Documenting landslides

Following storms that result in hillslope debris flows and shallow landslides, there is the opportunity to document as many of these types of events as possible. We gather information on the dimensions of the landslides, the topography, the site characteristics, the vegetation, the land use and the sliding mechanism. This information is fed into a database that we manage together with the Federal Office for the Environment (FOEN). The database is also set to be used in future to create hazard maps and hazard assessments for hillslope debris flows.

Predicting landslides

With regard to a future national warning system for slope instabilities, we are investigating the usefulness of (in-situ) soil moisture information. This information is already available at over 35 sites in Switzerland, and a national soil moisture monitoring network is under development. Our research shows how - with such information - threshold values for the occurrence of landslides can be derived and, using physically-based spatial models, potential landslide sites can be identified. With these information and methods, we also calculate where more or less landslides are likely to occur in the future (with climate change).

Plants stabilise slopes

Plants strengthen steep and unstable slopes with their root system and thus help to reduce the risk of landslides. We investigate this effect in the field and in the laboratory. Based on documented events (cf. landslide database), we can identify where and under which conditions slope failures occurred and which properties of the vegetation are important for slope stability. Based on these findings, interactive maps can be developed, among other things. This makes it possible to show the potential for preventing landslides of individual parts of the forest. The maps thus support sustainable forest management and allow to prioritise interventions.

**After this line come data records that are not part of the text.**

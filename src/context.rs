// SPDX-License-Identifier: Parity-7.0.0 OR PolyForm-Noncommercial-1.0.0
/*!
Per-thread active contexts.

A [`Context`] owns what the driver scopes to one native rendering context: the
global [`StateManager`], the default framebuffers, the immediate-mode scratch ring,
the shared zero-filled attribute fallback buffer, and two orphan lists.

Each context is usable by exactly one thread at a time.  [`Context::activate`]
makes a surface current, publishes the process-wide-per-thread active pointer, and
drains the orphan lists.  Context-private ids (attribute bindings, framebuffers)
released from some other thread are queued on those lists instead of being deleted
through the driver directly - freeing is a driver call that must run on the owning
context, so this stays a producer/consumer queue rather than an atomics trick.
*/

pub mod framebuffer;
pub mod immediate;

use std::cell::RefCell;
use std::sync::{Arc, Mutex, MutexGuard};
use std::thread::{self, ThreadId};

use crate::bindings::UsageClass;
use crate::driver::{BufferId, BufferTarget, Driver, FramebufferId, VertexArrayId};
use crate::pipeline::state::StateManager;
use crate::surface::NativeSurface;

thread_local! {
    static ACTIVE: RefCell<Option<Arc<Context>>> = const { RefCell::new(None) };
}

// 16 vec4s of zeroes; enough for any fallback attribute fetch
const ZERO_FALLBACK_BYTES: usize = 256;

/// The part of a context that outlives thread affinity: the driver handle and the
/// orphan lists other threads enqueue on.
#[derive(Debug)]
pub(crate) struct ContextShared {
    driver: Arc<dyn Driver>,
    orphaned_vertex_arrays: Mutex<Vec<VertexArrayId>>,
    orphaned_framebuffers: Mutex<Vec<FramebufferId>>,
    active_thread: Mutex<Option<ThreadId>>,
}

impl ContextShared {
    pub(crate) fn driver(&self) -> &Arc<dyn Driver> {
        &self.driver
    }

    fn is_active_on_this_thread(&self) -> bool {
        *self.active_thread.lock().unwrap() == Some(thread::current().id())
    }

    /// Deletes immediately when this context is current on the calling thread,
    /// else queues for the owner's next activation.
    pub(crate) fn release_vertex_array(&self, vao: VertexArrayId) {
        if self.is_active_on_this_thread() {
            self.driver.vertex_array_delete(vao);
        } else {
            self.orphaned_vertex_arrays.lock().unwrap().push(vao);
        }
    }

    /// Framebuffer flavor of [`release_vertex_array`](Self::release_vertex_array).
    pub(crate) fn release_framebuffer(&self, framebuffer: FramebufferId) {
        if self.is_active_on_this_thread() {
            self.driver.framebuffer_delete(framebuffer);
        } else {
            self.orphaned_framebuffers.lock().unwrap().push(framebuffer);
        }
    }
}

/// A native rendering context.  See the [module docs](self).
///
/// # Example
///
/// ```
/// use buffers_and_batches::context::Context;
/// use buffers_and_batches::driver::trace::TraceDriver;
/// use buffers_and_batches::driver::Driver;
/// use buffers_and_batches::surface::HeadlessSurface;
/// use std::sync::Arc;
///
/// let driver: Arc<dyn Driver> = TraceDriver::new();
/// let context = Context::new(driver);
/// let mut surface = HeadlessSurface::new(1280, 720);
/// context.activate(&mut surface);
/// assert_eq!(context.surface_size(), (1280, 720));
/// context.deactivate();
/// ```
#[derive(Debug)]
pub struct Context {
    pub(crate) shared: Arc<ContextShared>,
    state: Mutex<StateManager>,
    immediate: Mutex<immediate::ImmediateScratch>,
    zero_buffer: BufferId,
    default_framebuffers: [FramebufferId; 2],
    surface_size: Mutex<(u32, u32)>,
    weak_self: std::sync::Weak<Context>,
}

impl Context {
    pub fn new(driver: Arc<dyn Driver>) -> Arc<Context> {
        let zeros = [0u8; ZERO_FALLBACK_BYTES];
        let zero_buffer = driver.buffer_create(
            BufferTarget::Vertex,
            ZERO_FALLBACK_BYTES,
            Some(&zeros),
            UsageClass::Static,
        );
        let default_framebuffers = [driver.framebuffer_create(), driver.framebuffer_create()];
        let state = StateManager::new(driver.limits());
        Arc::new_cyclic(|weak_self| Context {
            shared: Arc::new(ContextShared {
                driver,
                orphaned_vertex_arrays: Mutex::new(Vec::new()),
                orphaned_framebuffers: Mutex::new(Vec::new()),
                active_thread: Mutex::new(None),
            }),
            state: Mutex::new(state),
            immediate: Mutex::new(immediate::ImmediateScratch::new()),
            zero_buffer,
            default_framebuffers,
            surface_size: Mutex::new((0, 0)),
            weak_self: weak_self.clone(),
        })
    }

    /// Makes `surface` current on the calling thread, drains the orphan lists, and
    /// publishes this context as the thread's active context.
    ///
    /// # Panics
    ///
    /// Panics if the context is currently active on a *different* thread.
    pub fn activate(&self, surface: &mut dyn NativeSurface) {
        {
            let mut active_thread = self.shared.active_thread.lock().unwrap();
            let current = thread::current().id();
            assert!(
                active_thread.is_none() || *active_thread == Some(current),
                "Context is active on another thread"
            );
            *active_thread = Some(current);
        }
        // displace whatever this thread had current
        ACTIVE.with(|slot| {
            if let Some(previous) = slot.borrow_mut().take() {
                if !std::ptr::eq(Arc::as_ptr(&previous), self) {
                    *previous.shared.active_thread.lock().unwrap() = None;
                }
            }
        });
        surface.make_current();
        *self.surface_size.lock().unwrap() = surface.client_size();
        self.drain_orphans();
        let strong = self.weak_self.upgrade().expect("context is alive");
        ACTIVE.with(|slot| *slot.borrow_mut() = Some(strong));
    }

    /// Clears the thread's active pointer if it is this context.
    pub fn deactivate(&self) {
        ACTIVE.with(|slot| {
            let mut slot = slot.borrow_mut();
            if slot
                .as_ref()
                .is_some_and(|current| std::ptr::eq(Arc::as_ptr(current), self))
            {
                *slot = None;
            }
        });
        *self.shared.active_thread.lock().unwrap() = None;
    }

    /// The calling thread's active context, if any.
    pub fn active() -> Option<Arc<Context>> {
        ACTIVE.with(|slot| slot.borrow().clone())
    }

    fn drain_orphans(&self) {
        let vaos = std::mem::take(&mut *self.shared.orphaned_vertex_arrays.lock().unwrap());
        let framebuffers =
            std::mem::take(&mut *self.shared.orphaned_framebuffers.lock().unwrap());
        if !vaos.is_empty() || !framebuffers.is_empty() {
            logwise::info_sync!(
                "Draining {count} orphaned driver objects",
                count = logwise::privacy::LogIt(vaos.len() + framebuffers.len())
            );
        }
        for vao in vaos {
            self.shared.driver.vertex_array_delete(vao);
        }
        for framebuffer in framebuffers {
            self.shared.driver.framebuffer_delete(framebuffer);
        }
    }

    pub fn driver(&self) -> &Arc<dyn Driver> {
        self.shared.driver()
    }

    /// The global pipeline state, behind its lock.
    pub fn state(&self) -> MutexGuard<'_, StateManager> {
        self.state.lock().unwrap()
    }

    /// Client-area size recorded at the last activation.
    pub fn surface_size(&self) -> (u32, u32) {
        *self.surface_size.lock().unwrap()
    }

    /// Binds the window-system-provided framebuffer.
    pub fn bind_default_framebuffer(&self) {
        self.shared
            .driver
            .framebuffer_bind(self.default_framebuffers[0]);
    }

    /// The shared constant zero-filled buffer backing unmatched attributes.
    pub(crate) fn zero_buffer(&self) -> BufferId {
        self.zero_buffer
    }

    pub(crate) fn immediate_scratch(&self) -> MutexGuard<'_, immediate::ImmediateScratch> {
        self.immediate.lock().unwrap()
    }
}

impl Drop for Context {
    fn drop(&mut self) {
        self.shared.driver.buffer_delete(self.zero_buffer);
        if let Some(buffer) = self.immediate.lock().unwrap().take_buffer() {
            self.shared.driver.buffer_delete(buffer);
        }
        for framebuffer in self.default_framebuffers {
            self.shared.driver.framebuffer_delete(framebuffer);
        }
    }
}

Thanks to measurements of soil water in soil profiles at selected sites with well or insufficiently structured stands, the influence of forest structure on the water balance can be described. Initial results indicate that soil moisture at sites with a diverse stand structure is in a critical range in regard to slope stability for less time.

In the laboratory, the root growth of various plants and the corresponding effect on soil stability are studied. In addition, a specially developed device called a shearing apparatus can be used to study soil in the laboratory under conditions similar to those outside on slopes. The results show: Compared to bare soil, planted samples withstand up to 65 percent higher stresses.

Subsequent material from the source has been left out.